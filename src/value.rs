use std::{fmt, str::FromStr};

use rust_decimal::{Decimal, prelude::ToPrimitive};

/// A literal value appearing in a query expression.
///
/// Literals flow unchanged from the syntax tree into the semantic tree and
/// finally into the positional argument list of a generated SQL fragment.
///
/// # Number Representation
///
/// - Integers that fit in 64 bits stay [`Literal::Integer`]
/// - Plain decimals and oversized integers become [`Literal::Decimal`]
///   (exact, up to 28 significant digits)
/// - Exponent forms, and decimals too wide for `Decimal`, become
///   [`Literal::Double`]
///
/// # Examples
///
/// ```
/// use odata_sql::Literal;
///
/// assert_eq!(Literal::from_number("42"), Some(Literal::Integer(42)));
/// assert!(matches!(Literal::from_number("1.5"), Some(Literal::Decimal(_))));
/// assert!(matches!(Literal::from_number("1e3"), Some(Literal::Double(_))));
/// ```
#[derive(Debug, Clone, PartialEq)]
pub enum Literal {
    /// `null`
    Null,

    /// `true` / `false`
    Boolean(bool),

    /// 64-bit signed integer
    Integer(i64),

    /// Exact decimal
    Decimal(Decimal),

    /// Floating-point number
    Double(f64),

    /// String content with quote escapes already removed
    String(String),

    /// `YYYY-MM-DD`
    Date(String),

    /// `HH:MM:SS[.fff]`
    TimeOfDay(String),

    /// ISO 8601 date-time with optional offset
    DateTimeOffset(String),

    /// Lower-cased 8-4-4-4-12 GUID text
    Guid(String),

    /// `geography'...'` or `geometry'...'`
    Spatial(SpatialLiteral),
}

/// Whether a spatial literal is round-earth or flat-earth.
#[derive(Debug, Clone, Copy, PartialEq, Eq)]
pub enum SpatialKind {
    Geography,
    Geometry,
}

/// A spatial literal split into its reference system and well-known text.
///
/// # Examples
/// ```text
/// geography'SRID=4326;POINT(-122.1 47.6)'
/// geometry'POLYGON((0 0,1 0,1 1,0 0))'
/// ```
#[derive(Debug, Clone, PartialEq)]
pub struct SpatialLiteral {
    pub kind: SpatialKind,
    pub srid: i32,
    pub wkt: String,
}

impl SpatialLiteral {
    /// Default reference system: WGS 84 for geography, unspecified for geometry.
    pub fn default_srid(kind: SpatialKind) -> i32 {
        match kind {
            SpatialKind::Geography => 4326,
            SpatialKind::Geometry => 0,
        }
    }

    /// Parse the quoted body of a spatial literal.
    ///
    /// Returns `None` when the `SRID=` prefix is malformed or the well-known
    /// text is empty.
    pub fn parse(kind: SpatialKind, body: &str) -> Option<Self> {
        let body = body.trim();
        let (srid, wkt) = match body.split_once(';') {
            Some((prefix, rest)) => {
                let (key, value) = prefix.split_once('=')?;
                if !key.trim().eq_ignore_ascii_case("SRID") {
                    return None;
                }
                (value.trim().parse::<i32>().ok()?, rest.trim())
            }
            None => (Self::default_srid(kind), body),
        };

        if wkt.is_empty() || !wkt.starts_with(|c: char| c.is_ascii_alphabetic()) {
            return None;
        }

        Some(SpatialLiteral {
            kind,
            srid,
            wkt: wkt.to_string(),
        })
    }
}

impl Literal {
    /// Convert validated number text into the narrowest exact literal.
    pub fn from_number(text: &str) -> Option<Literal> {
        let has_exponent = text.contains(['e', 'E']);
        let has_fraction = text.contains('.');

        if !has_exponent && !has_fraction {
            if let Ok(n) = text.parse::<i64>() {
                return Some(Literal::Integer(n));
            }
        }

        if !has_exponent {
            if let Ok(d) = Decimal::from_str(text) {
                return Some(Literal::Decimal(d));
            }
        }

        text.parse::<f64>()
            .ok()
            .filter(|f| f.is_finite())
            .map(Literal::Double)
    }

    pub fn is_numeric(&self) -> bool {
        matches!(
            self,
            Literal::Integer(_) | Literal::Decimal(_) | Literal::Double(_)
        )
    }

    /// Get as integer, only when the value is integral and in 64-bit range
    pub fn as_integer(&self) -> Option<i64> {
        match self {
            Literal::Integer(n) => Some(*n),
            Literal::Decimal(d) if d.is_integer() => d.to_i64(),
            _ => None,
        }
    }

    /// Whether a numeric literal lies within `[-2^63, 2^63 - 1]`.
    ///
    /// Non-numeric literals are trivially in range.
    pub fn fits_i64(&self) -> bool {
        match self {
            Literal::Integer(_) => true,
            Literal::Decimal(d) => {
                *d >= Decimal::from(i64::MIN) && *d <= Decimal::from(i64::MAX)
            }
            // 2^63 is exactly representable; i64::MAX is not.
            Literal::Double(f) => *f >= -9_223_372_036_854_775_808.0 && *f < 9_223_372_036_854_775_808.0,
            _ => true,
        }
    }

    /// Human-readable literal kind, used in error messages
    pub fn type_name(&self) -> &'static str {
        match self {
            Literal::Null => "null",
            Literal::Boolean(_) => "boolean",
            Literal::Integer(_) => "integer",
            Literal::Decimal(_) => "decimal",
            Literal::Double(_) => "double",
            Literal::String(_) => "string",
            Literal::Date(_) => "date",
            Literal::TimeOfDay(_) => "time",
            Literal::DateTimeOffset(_) => "date-time",
            Literal::Guid(_) => "GUID",
            Literal::Spatial(s) => match s.kind {
                SpatialKind::Geography => "geography",
                SpatialKind::Geometry => "geometry",
            },
        }
    }
}

impl fmt::Display for Literal {
    fn fmt(&self, f: &mut fmt::Formatter<'_>) -> fmt::Result {
        match self {
            Literal::Null => f.write_str("null"),
            Literal::Boolean(b) => write!(f, "{}", b),
            Literal::Integer(n) => write!(f, "{}", n),
            Literal::Decimal(d) => write!(f, "{}", d),
            Literal::Double(n) => write!(f, "{}", n),
            Literal::String(s) => write!(f, "'{}'", s.replace('\'', "''")),
            Literal::Date(s) | Literal::TimeOfDay(s) | Literal::DateTimeOffset(s) | Literal::Guid(s) => {
                f.write_str(s)
            }
            Literal::Spatial(s) => {
                let prefix = match s.kind {
                    SpatialKind::Geography => "geography",
                    SpatialKind::Geometry => "geometry",
                };
                write!(f, "{}'SRID={};{}'", prefix, s.srid, s.wkt)
            }
        }
    }
}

→ **Exercise aim**
Up to and including the line with "- Integers that", print every line of the records from the start.

→ **Response**
filename src/value.rs
use std::{fmt, str::FromStr};

use rust_decimal::{Decimal, prelude::ToPrimitive};

/// A literal value appearing in a query expression.
///
/// Literals flow unchanged from the syntax tree into the semantic tree and
/// finally into the positional argument list of a generated SQL fragment.
///
/// # Number Representation
///
/// - Integers that fit in 64 bits stay [`Literal::Integer`]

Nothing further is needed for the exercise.